Extensive technical documentation

An asset management software maintenance project story from 1997 - 19 February 2020 #maintenance #documentation

A manhole cover]

In 1997, while working for a large IT consultancy in England, I moved to Cambridge for a new client-site assignment. I did a twelve-month rotation on a software maintenance team: third-line maintenance and support of a custom-built asset management system delivered two-years earlier.

Proprietary technology

The set-up still impresses me, in a way. The original team - and remember that this happened during the nineties - delivered a large waterfall development project on-time and on-budget. The system had a complex architecture, and it took me months to understand, hence the twelve-month commitment.

The system consisted entirely of proprietary technology: Intergraph FRAMME, MicroStation, Oracle database and Windows NT 3.51. The code included two product-specific programming languages that no-one has heard of, one based on C. (MicroStation didn’t add C++ support until 2001, four years later.)

System documentation and group code review

The system documentation impressed me the most. Bound A4 volumes of functional and technical specifications occupied about half a metre of the shelf above my desk. This documentation looked so perfect that no-one updated it in the two years since initial delivery. As a result, we didn’t use the documentation much.
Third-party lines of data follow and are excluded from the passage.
use anyhow::Result;

#[tokio::main]
async fn main() -> Result<()> {
    whisk::run().await
}
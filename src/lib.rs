pub mod completion;
pub mod config;
pub mod logging;
pub mod providers;

use anyhow::{Context, Result};
use clap::Parser;
use reqwest::Client;
use tracing::info;

use completion::{CompletionGateway, CompletionRequest, HttpCompletionGateway};
use config::{Cli, Config, Environment};

pub async fn run() -> Result<()> {
    let _log_guard = logging::init();

    let cli = Cli::parse();
    let env = Environment::capture();
    let cfg = Config::resolve(cli, &env)?;
    info!(
        model = %cfg.model,
        temperature = cfg.temperature,
        max_tokens = cfg.max_tokens,
        prompt_len = cfg.prompt.len(),
        "loaded runtime configuration"
    );

    let client = Client::builder()
        .build()
        .context("Failed to initialize HTTP client")?;

    let gateway = HttpCompletionGateway::new(&client, &cfg);
    let request = CompletionRequest {
        model: cfg.model.clone(),
        temperature: cfg.temperature,
        max_tokens: cfg.max_tokens,
        prompt: cfg.prompt.clone(),
    };
    let response = gateway.complete(request).await?;

    println!("{}", response.text.trim());
    Ok(())
}
use clap::Parser;
use std::collections::HashMap;
use std::env;
use std::fmt;
use std::path::Path;
use thiserror::Error;
use tracing::warn;

const DEFAULT_MODEL: &str = "gpt-3.5-turbo";
const DEFAULT_TEMPERATURE: f32 = 0.5;
const DEFAULT_MAX_TOKENS: u32 = 100;
const DEFAULT_BASE_URL: &str = "https://api.openai.com";
const API_KEY_VAR: &str = "OPENAI_API_KEY";
const BASE_URL_VAR: &str = "OPENAI_BASE_URL";
const SETTINGS_FILE: &str = ".env";

#[derive(Debug, Parser)]
#[clap(
    name = "whisk",
    version,
    about = "Send a prompt to an OpenAI-compatible chat model and print the reply."
)]
pub struct Cli {
    #[clap(
        long,
        value_name = "MODEL_ID",
        help = "Model to request the completion from",
        default_value = DEFAULT_MODEL
    )]
    pub model: String,

    #[clap(
        long,
        value_name = "F32",
        help = "Sampling temperature for the completion",
        default_value_t = DEFAULT_TEMPERATURE
    )]
    pub temperature: f32,

    #[clap(
        long,
        value_name = "INT",
        help = "Maximum number of tokens to generate",
        default_value_t = DEFAULT_MAX_TOKENS
    )]
    pub max_tokens: u32,

    #[clap(
        long,
        value_name = "API_KEY",
        help = "API key for the service; if empty, OPENAI_API_KEY is read from .env or the environment",
        default_value = ""
    )]
    pub api_key: String,

    #[clap(value_name = "PROMPT", help = "Prompt words, joined with single spaces")]
    pub prompt: Vec<String>,
}

#[derive(Debug, Error, PartialEq, Eq)]
pub enum ConfigError {
    #[error("no API key provided; set --api-key or OPENAI_API_KEY in .env or the environment")]
    MissingCredential,
    #[error("no prompt provided; pass the message as trailing arguments, e.g. `whisk \"your prompt here\"`")]
    MissingPrompt,
}

#[derive(Debug, Clone, Default)]
pub struct Environment {
    vars: HashMap<String, String>,
}

impl Environment {
    pub fn capture() -> Self {
        let mut vars: HashMap<String, String> = env::vars().collect();
        merge_settings_file(&mut vars, Path::new(SETTINGS_FILE));
        Self { vars }
    }

    pub fn from_pairs<I>(pairs: I) -> Self
    where
        I: IntoIterator<Item = (String, String)>,
    {
        Self {
            vars: pairs.into_iter().collect(),
        }
    }

    pub fn var(&self, key: &str) -> Option<&str> {
        self.vars.get(key).map(String::as_str)
    }
}

// Process variables take precedence over settings-file pairs.
fn merge_settings_file(vars: &mut HashMap<String, String>, path: &Path) {
    match dotenvy::from_path_iter(path) {
        Ok(entries) => {
            for entry in entries {
                match entry {
                    Ok((key, value)) => {
                        vars.entry(key).or_insert(value);
                    }
                    Err(err) => {
                        warn!(
                            path = %path.display(),
                            error = %err,
                            "skipping malformed settings file entry"
                        );
                    }
                }
            }
        }
        Err(err) => {
            warn!(
                path = %path.display(),
                error = %err,
                "settings file not loaded"
            );
        }
    }
}

#[derive(Clone)]
pub struct Config {
    pub model: String,
    pub temperature: f32,
    pub max_tokens: u32,
    pub api_key: String,
    pub base_url: String,
    pub prompt: String,
}

impl fmt::Debug for Config {
    fn fmt(&self, f: &mut fmt::Formatter<'_>) -> fmt::Result {
        f.debug_struct("Config")
            .field("model", &self.model)
            .field("temperature", &self.temperature)
            .field("max_tokens", &self.max_tokens)
            .field("api_key", &"[REDACTED]")
            .field("base_url", &self.base_url)
            .field("prompt", &self.prompt)
            .finish()
    }
}

impl Config {
    pub fn resolve(cli: Cli, env: &Environment) -> Result<Self, ConfigError> {
        let api_key = resolve_api_key(&cli.api_key, env).ok_or(ConfigError::MissingCredential)?;
        if cli.prompt.is_empty() {
            return Err(ConfigError::MissingPrompt);
        }

        Ok(Self {
            model: cli.model,
            temperature: cli.temperature,
            max_tokens: cli.max_tokens,
            api_key,
            base_url: resolve_base_url(env),
            prompt: join_prompt(&cli.prompt),
        })
    }
}

fn resolve_api_key(flag_value: &str, env: &Environment) -> Option<String> {
    if !flag_value.is_empty() {
        return Some(flag_value.to_string());
    }

    env.var(API_KEY_VAR)
        .filter(|value| !value.is_empty())
        .map(str::to_string)
}

fn resolve_base_url(env: &Environment) -> String {
    env.var(BASE_URL_VAR)
        .filter(|value| !value.is_empty())
        .unwrap_or(DEFAULT_BASE_URL)
        .to_string()
}

fn join_prompt(words: &[String]) -> String {
    words.join(" ")
}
We didn’t need to either, because careful project management preserved system knowledge within the team.

The project also adopted a zealous approach to the company’s ISO 9001-certified quality management system. We reviewed all changes to production code, on paper, in a weekly code review meeting. The whole team of five attended, and prepared by reviewing submissions in advance, which we would then discuss in the meeting.

We didn’t update the system specifications, but we did generate plenty of paperwork, such as code review records. This approach worked: the long-term adaptive maintenance planning made it possible to upgrade system components, and the careful corrective maintenance made bugs a rare occurrence.

Bug fixing

I remember spending more than a week tracking down one bug in particular. The system could print detailed large scale asset location maps, on a big plotter, except someone had reported that printing a certain map failed.

I hadn’t worked on the printing code before. Now that I think about it, I would have read the module specification, from the appropriate technical specification volume on the shelf above my desk. After all, as newest member of the team, I didn’t want to ask my colleagues vague questions like how does printing work?

I found and fixed the bug in the end. I eventually discovered an off-by-one error in the code that calculated whether the list of assets printed next to the map required a second page. In practice, this meant that you couldn’t print the map of a 500 × 1000 metre rectangular area of the East of England if it contained exactly 49 manholes.

The catch

This project development and software maintenance success cost a spectacular amount of money, by today’s standards. Adjusted for inflation, I estimate that the original development cost around €20 million, and that the development team cost about €1.5 million per year.

That mades this the best case scenario for, and the last time I actually saw, ‘extensive technical documentation’ and a generous software maintenance budget.